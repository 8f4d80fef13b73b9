//! Snapshot parsing: persisted widget counters to display fields.
//!
//! The persisted value is loosely structured JSON written by the app. Parsing
//! happens in two steps:
//!
//! 1. **Decode** the optional raw text into a [`SnapshotRecord`]. Text that is
//!    not a JSON object becomes [`SnapshotRecord::Malformed`]; inside an object
//!    every field is decoded on its own into an `Option`, so a missing key and
//!    a value of the wrong type both end up as `None`.
//! 2. **Resolve** the record into a [`DisplayState`], substituting defaults.
//!    A record that is absent or malformed shows the `"--"` stock sentinel;
//!    a decoded record falls back to `0` per missing field.
//!
//! Neither step has an error path. [`parse`] is total and pure.

pub mod display;

use serde::{Deserialize, Deserializer};
use serde_json::{Map, Value};

pub use display::DisplayState;

/// Counters decoded from a well-formed snapshot object.
///
/// Each field is independently optional. Unknown keys are ignored.
#[derive(Debug, Clone, Default, PartialEq, Eq, Deserialize)]
#[serde(rename_all = "camelCase")]
pub struct WidgetSnapshot {
    #[serde(default, deserialize_with = "lenient_int")]
    pub total_stock: Option<i64>,
    #[serde(default, deserialize_with = "lenient_int")]
    pub inbound_today: Option<i64>,
    #[serde(default, deserialize_with = "lenient_string")]
    pub last_updated: Option<String>,
}

impl WidgetSnapshot {
    /// Decode a JSON object. Field-level problems never fail the object.
    pub fn from_object(object: Map<String, Value>) -> Self {
        // Every field deserializer accepts any JSON value, so this cannot fail
        // for an object input.
        WidgetSnapshot::deserialize(Value::Object(object)).unwrap_or_default()
    }
}

/// Outcome of decoding the raw persisted value.
#[derive(Debug, Clone, PartialEq, Eq)]
pub enum SnapshotRecord {
    /// Nothing has been written under the widget key yet.
    Absent,
    /// Something was written but it is not a JSON object.
    Malformed,
    /// A JSON object, with per-field decode results.
    Decoded(WidgetSnapshot),
}

impl SnapshotRecord {
    /// Decode the optional raw value read from the preference store.
    pub fn decode(raw: Option<&str>) -> Self {
        let Some(text) = raw else {
            return SnapshotRecord::Absent;
        };

        // Only the leading object counts; anything written after it is ignored
        match serde_json::Deserializer::from_str(text)
            .into_iter::<Map<String, Value>>()
            .next()
        {
            Some(Ok(object)) => SnapshotRecord::Decoded(WidgetSnapshot::from_object(object)),
            _ => SnapshotRecord::Malformed,
        }
    }

    /// Whether this record should render as "no data yet".
    pub fn is_empty(&self) -> bool {
        !matches!(self, SnapshotRecord::Decoded(_))
    }
}

/// Turn an optional raw snapshot into the widget's display fields.
///
/// Never fails. See the module docs for the default rules.
pub fn parse(raw: Option<&str>) -> DisplayState {
    DisplayState::from_record(&SnapshotRecord::decode(raw))
}

/// Interpret a JSON value as an integer the way the app's counters are read.
///
/// Integers are taken as-is, floats are truncated toward zero and numeric
/// strings are decoded after trimming. A spelled-out `Infinity` string
/// saturates. Everything else is `None`.
pub fn coerce_int(value: &Value) -> Option<i64> {
    match value {
        Value::Number(number) => number
            .as_i64()
            .or_else(|| number.as_u64().map(|n| i64::try_from(n).unwrap_or(i64::MAX)))
            .or_else(|| number.as_f64().and_then(truncate_float)),
        Value::String(text) => {
            let text = text.trim();
            text.parse::<i64>().ok().or_else(|| parse_float_text(text))
        }
        _ => None,
    }
}

// `as` saturates at the i64 bounds
fn truncate_float(value: f64) -> Option<i64> {
    value.is_finite().then(|| value.trunc() as i64)
}

fn parse_float_text(text: &str) -> Option<i64> {
    let unsigned = text.strip_prefix(['+', '-']).unwrap_or(text);
    if unsigned == "Infinity" {
        return text.parse::<f64>().ok().map(|value| value as i64);
    }
    // `inf` and `nan` spellings stay text
    if unsigned.chars().any(|c| c.is_ascii_alphabetic() && !matches!(c, 'e' | 'E')) {
        return None;
    }
    text.parse::<f64>().ok().and_then(truncate_float)
}

fn lenient_int<'de, D>(deserializer: D) -> Result<Option<i64>, D::Error>
where
    D: Deserializer<'de>,
{
    let value = Value::deserialize(deserializer)?;
    Ok(coerce_int(&value))
}

fn lenient_string<'de, D>(deserializer: D) -> Result<Option<String>, D::Error>
where
    D: Deserializer<'de>,
{
    let value = Value::deserialize(deserializer)?;
    Ok(value.as_str().map(str::to_string))
}
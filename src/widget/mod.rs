//! Widget host: refreshes widget instances from the stored snapshot.
//!
//! This is the thin adapter between the host platform's update callback and
//! the pure snapshot parser. For every instance id it reads the raw value,
//! parses it, fills the two text slots of a [`RemoteView`] and hands the view
//! to a [`WidgetRenderer`]. Nothing is cached between refreshes.

pub mod renderers;

use anyhow::Result;
use serde::Serialize;
use std::fmt;

use crate::common::constants::{SLOT_COUNT_ID, SLOT_SUBTITLE_ID, WIDGET_DATA_KEY};
use crate::snapshot::{DisplayState, SnapshotRecord};
use crate::store::PreferenceStore;

pub use renderers::{JsonRenderer, TerminalRenderer};

/// Identifier of one placed widget instance.
#[derive(Debug, Clone, Copy, PartialEq, Eq, Hash, PartialOrd, Ord, Serialize)]
#[serde(transparent)]
pub struct WidgetId(pub u32);

impl fmt::Display for WidgetId {
    fn fmt(&self, f: &mut fmt::Formatter<'_>) -> fmt::Result {
        write!(f, "{}", self.0)
    }
}

/// Text slots of the widget layout.
#[derive(Debug, Clone, Copy, PartialEq, Eq)]
pub enum TextSlot {
    /// Large total stock count
    Count,
    /// Label plus today's inbound count
    Subtitle,
}

impl TextSlot {
    /// Layout id of the slot.
    pub fn id(&self) -> &'static str {
        match self {
            TextSlot::Count => SLOT_COUNT_ID,
            TextSlot::Subtitle => SLOT_SUBTITLE_ID,
        }
    }
}

/// Pending text updates for one widget instance.
#[derive(Debug, Clone, Default, PartialEq, Eq, Serialize)]
pub struct RemoteView {
    #[serde(rename = "widget_count", skip_serializing_if = "Option::is_none")]
    count: Option<String>,
    #[serde(rename = "widget_subtitle", skip_serializing_if = "Option::is_none")]
    subtitle: Option<String>,
}

impl RemoteView {
    pub fn new() -> Self {
        Self::default()
    }

    /// View with both slots filled from a display state.
    pub fn from_state(state: &DisplayState) -> Self {
        let mut view = Self::new();
        view.set_text(TextSlot::Count, &state.total_stock);
        view.set_text(TextSlot::Subtitle, &state.inbound_subtitle);
        view
    }

    pub fn set_text(&mut self, slot: TextSlot, text: &str) {
        let target = match slot {
            TextSlot::Count => &mut self.count,
            TextSlot::Subtitle => &mut self.subtitle,
        };
        *target = Some(text.to_string());
    }

    pub fn text(&self, slot: TextSlot) -> Option<&str> {
        match slot {
            TextSlot::Count => self.count.as_deref(),
            TextSlot::Subtitle => self.subtitle.as_deref(),
        }
    }
}

/// Commits a view to one widget instance.
#[cfg_attr(test, mockall::automock)]
pub trait WidgetRenderer {
    fn update_widget(&mut self, id: WidgetId, view: &RemoteView) -> Result<()>;
}

/// Outcome of refreshing a set of widget instances.
#[derive(Debug, Default, Clone, PartialEq, Eq)]
pub struct RefreshReport {
    pub updated: Vec<WidgetId>,
    pub failed: Vec<(WidgetId, String)>,
}

impl RefreshReport {
    pub fn is_success(&self) -> bool {
        self.failed.is_empty()
    }
}

/// Drives widget refreshes against a store and a renderer.
pub struct WidgetHost<S, R> {
    store: S,
    renderer: R,
}

impl<S: PreferenceStore, R: WidgetRenderer> WidgetHost<S, R> {
    pub fn new(store: S, renderer: R) -> Self {
        Self { store, renderer }
    }

    /// Refresh every listed instance.
    ///
    /// A failed commit is recorded and the remaining instances still refresh.
    pub fn on_update(&mut self, ids: &[WidgetId]) -> RefreshReport {
        let mut report = RefreshReport::default();

        for &id in ids {
            match self.update_app_widget(id) {
                Ok(_) => report.updated.push(id),
                Err(e) => {
                    log_error!("Failed to update widget {}: {e:#}", id);
                    report.failed.push((id, format!("{e:#}")));
                }
            }
        }

        report
    }

    /// Refresh a single instance and return what it now shows.
    pub fn update_app_widget(&mut self, id: WidgetId) -> Result<DisplayState> {
        let record = self.snapshot_record();
        if record.is_empty() {
            log_debug!("Widget {}: no usable snapshot, showing placeholder", id);
        }

        let state = DisplayState::from_record(&record);
        let view = RemoteView::from_state(&state);
        self.renderer.update_widget(id, &view)?;
        Ok(state)
    }

    /// Current display state without rendering anything.
    pub fn display_state(&self) -> DisplayState {
        DisplayState::from_record(&self.snapshot_record())
    }

    /// Decoded snapshot as currently stored.
    pub fn snapshot_record(&self) -> SnapshotRecord {
        SnapshotRecord::decode(self.read_snapshot().as_deref())
    }

    // A store that cannot be read renders the same as an empty one
    fn read_snapshot(&self) -> Option<String> {
        match self.store.get(WIDGET_DATA_KEY) {
            Ok(raw) => raw,
            Err(e) => {
                log_warning!("Could not read widget data: {e:#}");
                None
            }
        }
    }

    pub fn store(&self) -> &S {
        &self.store
    }

    pub fn into_renderer(self) -> R {
        self.renderer
    }
}

#[cfg(test)]
mod tests {
    use super::*;
    use crate::common::constants::STOCK_SENTINEL;
    use crate::common::constants::test_constants::*;
    use crate::store::MemoryPreferences;
    use mockall::predicate::*;

    struct FailingStore;

    impl PreferenceStore for FailingStore {
        fn get(&self, _key: &str) -> Result<Option<String>> {
            anyhow::bail!("disk on fire")
        }
        fn set(&self, _key: &str, _value: &str) -> Result<()> {
            anyhow::bail!("disk on fire")
        }
        fn remove(&self, _key: &str) -> Result<()> {
            anyhow::bail!("disk on fire")
        }
    }

    fn view(count: &str, inbound: &str) -> RemoteView {
        RemoteView::from_state(&DisplayState {
            total_stock: count.to_string(),
            inbound_subtitle: format!("总库存 · 今日入库 {inbound}"),
        })
    }

    #[test]
    fn test_refreshes_every_instance_with_parsed_snapshot() {
        let store = MemoryPreferences::with_entry(WIDGET_DATA_KEY, TEST_SNAPSHOT_JSON);
        let mut renderer = MockWidgetRenderer::new();
        for id in [3, 7] {
            renderer
                .expect_update_widget()
                .with(eq(WidgetId(id)), eq(view("152", "12")))
                .times(1)
                .returning(|_, _| Ok(()));
        }

        let mut host = WidgetHost::new(store, renderer);
        let report = host.on_update(&[WidgetId(3), WidgetId(7)]);

        assert!(report.is_success());
        assert_eq!(report.updated, vec![WidgetId(3), WidgetId(7)]);
    }

    #[test]
    fn test_empty_store_renders_placeholder() {
        let mut renderer = MockWidgetRenderer::new();
        renderer
            .expect_update_widget()
            .with(eq(WidgetId(1)), eq(view(STOCK_SENTINEL, "0")))
            .times(1)
            .returning(|_, _| Ok(()));

        let mut host = WidgetHost::new(MemoryPreferences::new(), renderer);
        let state = host.update_app_widget(WidgetId(1)).unwrap();
        assert!(state.is_placeholder());
    }

    #[test]
    fn test_unreadable_store_renders_placeholder() {
        let mut renderer = MockWidgetRenderer::new();
        renderer
            .expect_update_widget()
            .with(eq(WidgetId(1)), eq(view(STOCK_SENTINEL, "0")))
            .times(1)
            .returning(|_, _| Ok(()));

        let mut host = WidgetHost::new(FailingStore, renderer);
        let report = host.on_update(&[WidgetId(1)]);
        assert!(report.is_success());
    }

    #[test]
    fn test_failed_commit_does_not_stop_other_instances() {
        let store = MemoryPreferences::with_entry(WIDGET_DATA_KEY, r#"{"inboundToday": 7}"#);
        let mut renderer = MockWidgetRenderer::new();
        renderer
            .expect_update_widget()
            .with(eq(WidgetId(1)), always())
            .times(1)
            .returning(|_, _| Err(anyhow::anyhow!("instance gone")));
        renderer
            .expect_update_widget()
            .with(eq(WidgetId(2)), eq(view("0", "7")))
            .times(1)
            .returning(|_, _| Ok(()));

        let mut host = WidgetHost::new(store, renderer);
        let report = host.on_update(&[WidgetId(1), WidgetId(2)]);

        assert!(!report.is_success());
        assert_eq!(report.updated, vec![WidgetId(2)]);
        assert_eq!(report.failed.len(), 1);
        assert_eq!(report.failed[0].0, WidgetId(1));
        assert!(report.failed[0].1.contains("instance gone"));
    }

    #[test]
    fn test_no_instances_is_a_noop() {
        let renderer = MockWidgetRenderer::new();
        let mut host = WidgetHost::new(MemoryPreferences::new(), renderer);
        let report = host.on_update(&[]);
        assert!(report.is_success());
        assert!(report.updated.is_empty());
    }

    #[test]
    fn test_display_state_reads_current_snapshot() {
        let store = MemoryPreferences::new();
        let host = WidgetHost::new(store, MockWidgetRenderer::new());
        assert!(host.display_state().is_placeholder());

        host.store().set(WIDGET_DATA_KEY, TEST_SNAPSHOT_JSON).unwrap();
        assert_eq!(host.display_state().total_stock, "152");
    }

    #[test]
    fn test_snapshot_record_keeps_last_updated() {
        let raw = format!(r#"{{"totalStock": 3, "lastUpdated": "{TEST_LAST_UPDATED}"}}"#);
        let host = WidgetHost::new(
            MemoryPreferences::with_entry(WIDGET_DATA_KEY, &raw),
            MockWidgetRenderer::new(),
        );

        match host.snapshot_record() {
            SnapshotRecord::Decoded(snapshot) => {
                assert_eq!(snapshot.total_stock, Some(3));
                assert_eq!(snapshot.last_updated.as_deref(), Some(TEST_LAST_UPDATED));
            }
            other => panic!("expected decoded record, got {other:?}"),
        }

        let host = WidgetHost::new(FailingStore, MockWidgetRenderer::new());
        assert_eq!(host.snapshot_record(), SnapshotRecord::Absent);
    }

    #[test]
    fn test_remote_view_slots() {
        let mut view = RemoteView::new();
        assert_eq!(view.text(TextSlot::Count), None);
        view.set_text(TextSlot::Count, "9");
        assert_eq!(view.text(TextSlot::Count), Some("9"));
        assert_eq!(view.text(TextSlot::Subtitle), None);
        assert_eq!(TextSlot::Count.id(), "widget_count");
        assert_eq!(TextSlot::Subtitle.id(), "widget_subtitle");
    }
}
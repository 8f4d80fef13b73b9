use std::fs;
use std::path::Path;
use std::process::{Command, Output};
use stockwidget::store::{FilePreferences, WidgetData, update_widget_data};
use tempfile::tempdir;

fn run_stockwidget(args: &[&str]) -> Output {
    Command::new(env!("CARGO_BIN_EXE_stockwidget"))
        .args(args)
        .output()
        .unwrap()
}

fn write_config(dir: &Path, extra: &str) {
    fs::write(
        dir.join("stockwidget.toml"),
        format!("store_path = \"prefs.json\"\ninstances = [1, 2]\n{extra}"),
    )
    .unwrap();
    update_widget_data(
        &FilePreferences::new(dir.join("prefs.json")),
        &WidgetData::now(5, 2),
    )
    .unwrap();
}

fn json_lines(stdout: &[u8]) -> Vec<serde_json::Value> {
    String::from_utf8(stdout.to_vec())
        .unwrap()
        .lines()
        .map(|line| {
            serde_json::from_str(line).unwrap_or_else(|e| panic!("not JSON: {line:?} ({e})"))
        })
        .collect()
}

#[test]
fn test_configured_json_output_stays_clean_with_debug() {
    let dir = tempdir().unwrap();
    write_config(dir.path(), "output = \"json\"\n");
    let config_dir = dir.path().to_str().unwrap();

    let output = run_stockwidget(&["--config", config_dir, "refresh", "--debug"]);
    assert!(output.status.success());

    let views = json_lines(&output.stdout);
    assert_eq!(views.len(), 2);
    assert_eq!(views[0]["instance"], 1);
    assert_eq!(views[1]["widget_count"], "5");
}

#[test]
fn test_json_flag_stays_clean_with_debug() {
    let dir = tempdir().unwrap();
    write_config(dir.path(), "");
    let config_dir = dir.path().to_str().unwrap();

    let output = run_stockwidget(&["-d", "-c", config_dir, "refresh", "--json", "2"]);
    assert!(output.status.success());

    let views = json_lines(&output.stdout);
    assert_eq!(views.len(), 1);
    assert_eq!(views[0]["instance"], 2);

    let output = run_stockwidget(&["-d", "-c", config_dir, "show", "--json"]);
    assert!(output.status.success());
    let states = json_lines(&output.stdout);
    assert_eq!(states.len(), 1);
    assert_eq!(states[0]["totalStock"], "5");
}

#[test]
fn test_text_output_uses_logger() {
    let dir = tempdir().unwrap();
    write_config(dir.path(), "");
    let config_dir = dir.path().to_str().unwrap();

    let output = run_stockwidget(&["--config", config_dir, "refresh"]);
    assert!(output.status.success());

    let stdout = String::from_utf8(output.stdout).unwrap();
    assert!(stdout.contains("┣ Widget 1"));
    assert!(stdout.contains("widget_count: 5"));
}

⁂

- PROBLEM DETAILS:
In the listing above, some lines may hold the string "written". Report how many, and nothing more.

- TASK SOLUTION:
4